◆ ABOUT THIS TASK: Among the entries below, find every line that contains the string "rendered", then copy it.

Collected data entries
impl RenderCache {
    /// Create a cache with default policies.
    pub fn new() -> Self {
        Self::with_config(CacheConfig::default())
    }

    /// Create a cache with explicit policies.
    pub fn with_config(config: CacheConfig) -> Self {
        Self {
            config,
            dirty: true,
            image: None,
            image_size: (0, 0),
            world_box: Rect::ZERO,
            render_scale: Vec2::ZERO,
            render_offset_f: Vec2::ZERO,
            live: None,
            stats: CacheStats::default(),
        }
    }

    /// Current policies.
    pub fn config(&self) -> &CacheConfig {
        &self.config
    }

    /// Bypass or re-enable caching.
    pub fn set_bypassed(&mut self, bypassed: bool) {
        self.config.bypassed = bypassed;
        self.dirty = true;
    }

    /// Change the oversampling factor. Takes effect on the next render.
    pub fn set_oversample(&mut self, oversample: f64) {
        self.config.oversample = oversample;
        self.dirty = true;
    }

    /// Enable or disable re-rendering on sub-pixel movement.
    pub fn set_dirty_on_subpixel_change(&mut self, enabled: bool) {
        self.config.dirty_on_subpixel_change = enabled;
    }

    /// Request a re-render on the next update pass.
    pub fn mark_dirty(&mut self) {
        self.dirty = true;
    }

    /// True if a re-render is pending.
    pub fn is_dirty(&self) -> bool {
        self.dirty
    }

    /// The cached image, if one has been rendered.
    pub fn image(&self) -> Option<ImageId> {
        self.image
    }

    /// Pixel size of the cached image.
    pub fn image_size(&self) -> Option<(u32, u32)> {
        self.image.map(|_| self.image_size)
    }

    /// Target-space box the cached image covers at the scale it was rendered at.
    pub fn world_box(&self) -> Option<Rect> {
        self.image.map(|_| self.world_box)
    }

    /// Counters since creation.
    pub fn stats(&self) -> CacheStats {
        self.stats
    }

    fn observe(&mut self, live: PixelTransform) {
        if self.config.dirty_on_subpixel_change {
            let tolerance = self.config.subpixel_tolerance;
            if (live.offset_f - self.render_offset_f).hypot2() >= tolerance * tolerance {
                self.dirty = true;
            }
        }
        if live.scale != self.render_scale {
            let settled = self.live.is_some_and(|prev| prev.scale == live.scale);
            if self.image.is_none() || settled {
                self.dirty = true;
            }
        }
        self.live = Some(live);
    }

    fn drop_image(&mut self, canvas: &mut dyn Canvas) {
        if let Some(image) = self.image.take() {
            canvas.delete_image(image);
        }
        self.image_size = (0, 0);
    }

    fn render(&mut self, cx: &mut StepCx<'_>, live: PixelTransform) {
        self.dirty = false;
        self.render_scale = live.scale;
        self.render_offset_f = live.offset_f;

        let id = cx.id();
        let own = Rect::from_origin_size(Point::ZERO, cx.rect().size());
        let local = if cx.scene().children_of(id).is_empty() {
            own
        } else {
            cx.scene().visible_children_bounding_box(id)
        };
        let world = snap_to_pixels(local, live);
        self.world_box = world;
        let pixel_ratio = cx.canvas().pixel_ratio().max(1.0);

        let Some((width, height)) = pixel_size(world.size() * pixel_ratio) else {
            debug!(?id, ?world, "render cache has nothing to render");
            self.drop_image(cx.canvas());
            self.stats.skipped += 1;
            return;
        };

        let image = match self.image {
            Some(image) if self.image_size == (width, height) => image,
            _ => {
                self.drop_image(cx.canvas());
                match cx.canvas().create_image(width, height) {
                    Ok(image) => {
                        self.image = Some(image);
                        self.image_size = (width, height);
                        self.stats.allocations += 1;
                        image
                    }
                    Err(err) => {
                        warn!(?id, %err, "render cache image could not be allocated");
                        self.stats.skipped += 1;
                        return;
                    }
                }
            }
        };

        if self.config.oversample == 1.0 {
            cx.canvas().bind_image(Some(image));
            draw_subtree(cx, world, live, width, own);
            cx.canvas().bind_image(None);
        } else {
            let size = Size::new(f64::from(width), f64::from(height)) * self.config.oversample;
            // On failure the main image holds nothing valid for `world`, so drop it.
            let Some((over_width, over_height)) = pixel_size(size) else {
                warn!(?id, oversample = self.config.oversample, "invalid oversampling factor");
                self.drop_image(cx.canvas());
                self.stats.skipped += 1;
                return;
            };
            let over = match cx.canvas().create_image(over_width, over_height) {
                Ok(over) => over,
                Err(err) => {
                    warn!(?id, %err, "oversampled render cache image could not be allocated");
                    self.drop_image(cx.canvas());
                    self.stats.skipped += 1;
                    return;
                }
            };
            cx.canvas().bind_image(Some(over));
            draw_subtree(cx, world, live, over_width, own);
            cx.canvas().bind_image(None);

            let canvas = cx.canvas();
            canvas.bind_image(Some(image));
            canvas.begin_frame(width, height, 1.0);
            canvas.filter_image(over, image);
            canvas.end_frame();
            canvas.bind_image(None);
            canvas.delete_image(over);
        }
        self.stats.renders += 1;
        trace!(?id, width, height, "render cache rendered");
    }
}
==
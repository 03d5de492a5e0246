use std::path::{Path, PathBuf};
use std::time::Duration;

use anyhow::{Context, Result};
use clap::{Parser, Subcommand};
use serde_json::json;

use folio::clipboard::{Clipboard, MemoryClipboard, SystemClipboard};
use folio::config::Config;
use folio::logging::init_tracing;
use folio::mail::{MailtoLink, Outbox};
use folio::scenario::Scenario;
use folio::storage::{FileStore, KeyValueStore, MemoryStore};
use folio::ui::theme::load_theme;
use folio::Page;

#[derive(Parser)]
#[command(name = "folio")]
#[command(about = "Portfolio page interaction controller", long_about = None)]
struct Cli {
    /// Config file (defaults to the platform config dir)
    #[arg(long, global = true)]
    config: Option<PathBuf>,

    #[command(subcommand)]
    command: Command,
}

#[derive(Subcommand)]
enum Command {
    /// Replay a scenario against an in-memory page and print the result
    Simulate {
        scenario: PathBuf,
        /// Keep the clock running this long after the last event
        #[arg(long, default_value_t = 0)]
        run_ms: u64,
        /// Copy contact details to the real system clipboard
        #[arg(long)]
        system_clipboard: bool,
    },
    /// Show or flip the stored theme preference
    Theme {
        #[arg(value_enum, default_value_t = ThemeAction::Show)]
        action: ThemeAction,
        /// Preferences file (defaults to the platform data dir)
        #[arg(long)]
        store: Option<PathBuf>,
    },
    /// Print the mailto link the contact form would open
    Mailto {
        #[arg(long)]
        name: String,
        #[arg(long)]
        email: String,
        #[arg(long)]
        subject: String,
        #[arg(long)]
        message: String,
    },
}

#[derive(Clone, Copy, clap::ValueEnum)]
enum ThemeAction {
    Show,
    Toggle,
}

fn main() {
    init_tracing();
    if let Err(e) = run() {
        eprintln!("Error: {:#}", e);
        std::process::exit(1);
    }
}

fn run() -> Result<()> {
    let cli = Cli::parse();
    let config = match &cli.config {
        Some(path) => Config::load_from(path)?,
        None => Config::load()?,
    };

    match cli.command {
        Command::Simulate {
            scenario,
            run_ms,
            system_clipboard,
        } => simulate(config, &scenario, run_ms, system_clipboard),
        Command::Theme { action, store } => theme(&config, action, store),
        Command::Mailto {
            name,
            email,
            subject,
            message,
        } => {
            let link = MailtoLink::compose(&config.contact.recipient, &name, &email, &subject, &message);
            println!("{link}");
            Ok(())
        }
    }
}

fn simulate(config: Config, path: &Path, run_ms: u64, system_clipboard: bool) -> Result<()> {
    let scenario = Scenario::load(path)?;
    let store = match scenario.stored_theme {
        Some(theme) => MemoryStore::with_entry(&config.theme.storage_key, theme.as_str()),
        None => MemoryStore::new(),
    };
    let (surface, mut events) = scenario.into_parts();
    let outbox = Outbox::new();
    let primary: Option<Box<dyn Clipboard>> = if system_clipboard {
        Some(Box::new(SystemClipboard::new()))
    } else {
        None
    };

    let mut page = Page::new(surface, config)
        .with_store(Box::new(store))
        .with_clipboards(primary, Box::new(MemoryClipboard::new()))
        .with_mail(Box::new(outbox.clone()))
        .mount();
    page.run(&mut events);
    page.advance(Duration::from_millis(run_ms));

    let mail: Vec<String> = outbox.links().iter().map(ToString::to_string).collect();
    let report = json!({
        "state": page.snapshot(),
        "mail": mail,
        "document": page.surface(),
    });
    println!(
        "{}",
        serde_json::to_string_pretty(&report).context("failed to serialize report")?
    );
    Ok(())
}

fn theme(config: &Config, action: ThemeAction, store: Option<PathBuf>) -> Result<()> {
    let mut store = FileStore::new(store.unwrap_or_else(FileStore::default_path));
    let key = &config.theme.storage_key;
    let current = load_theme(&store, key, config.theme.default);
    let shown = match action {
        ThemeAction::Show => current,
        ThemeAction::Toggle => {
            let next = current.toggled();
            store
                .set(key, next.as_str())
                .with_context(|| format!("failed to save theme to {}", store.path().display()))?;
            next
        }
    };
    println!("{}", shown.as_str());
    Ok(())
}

◆ TASK RESPONSE:
    /// The cached image, if one has been rendered.
    /// Target-space box the cached image covers at the scale it was rendered at.
        trace!(?id, width, height, "render cache rendered");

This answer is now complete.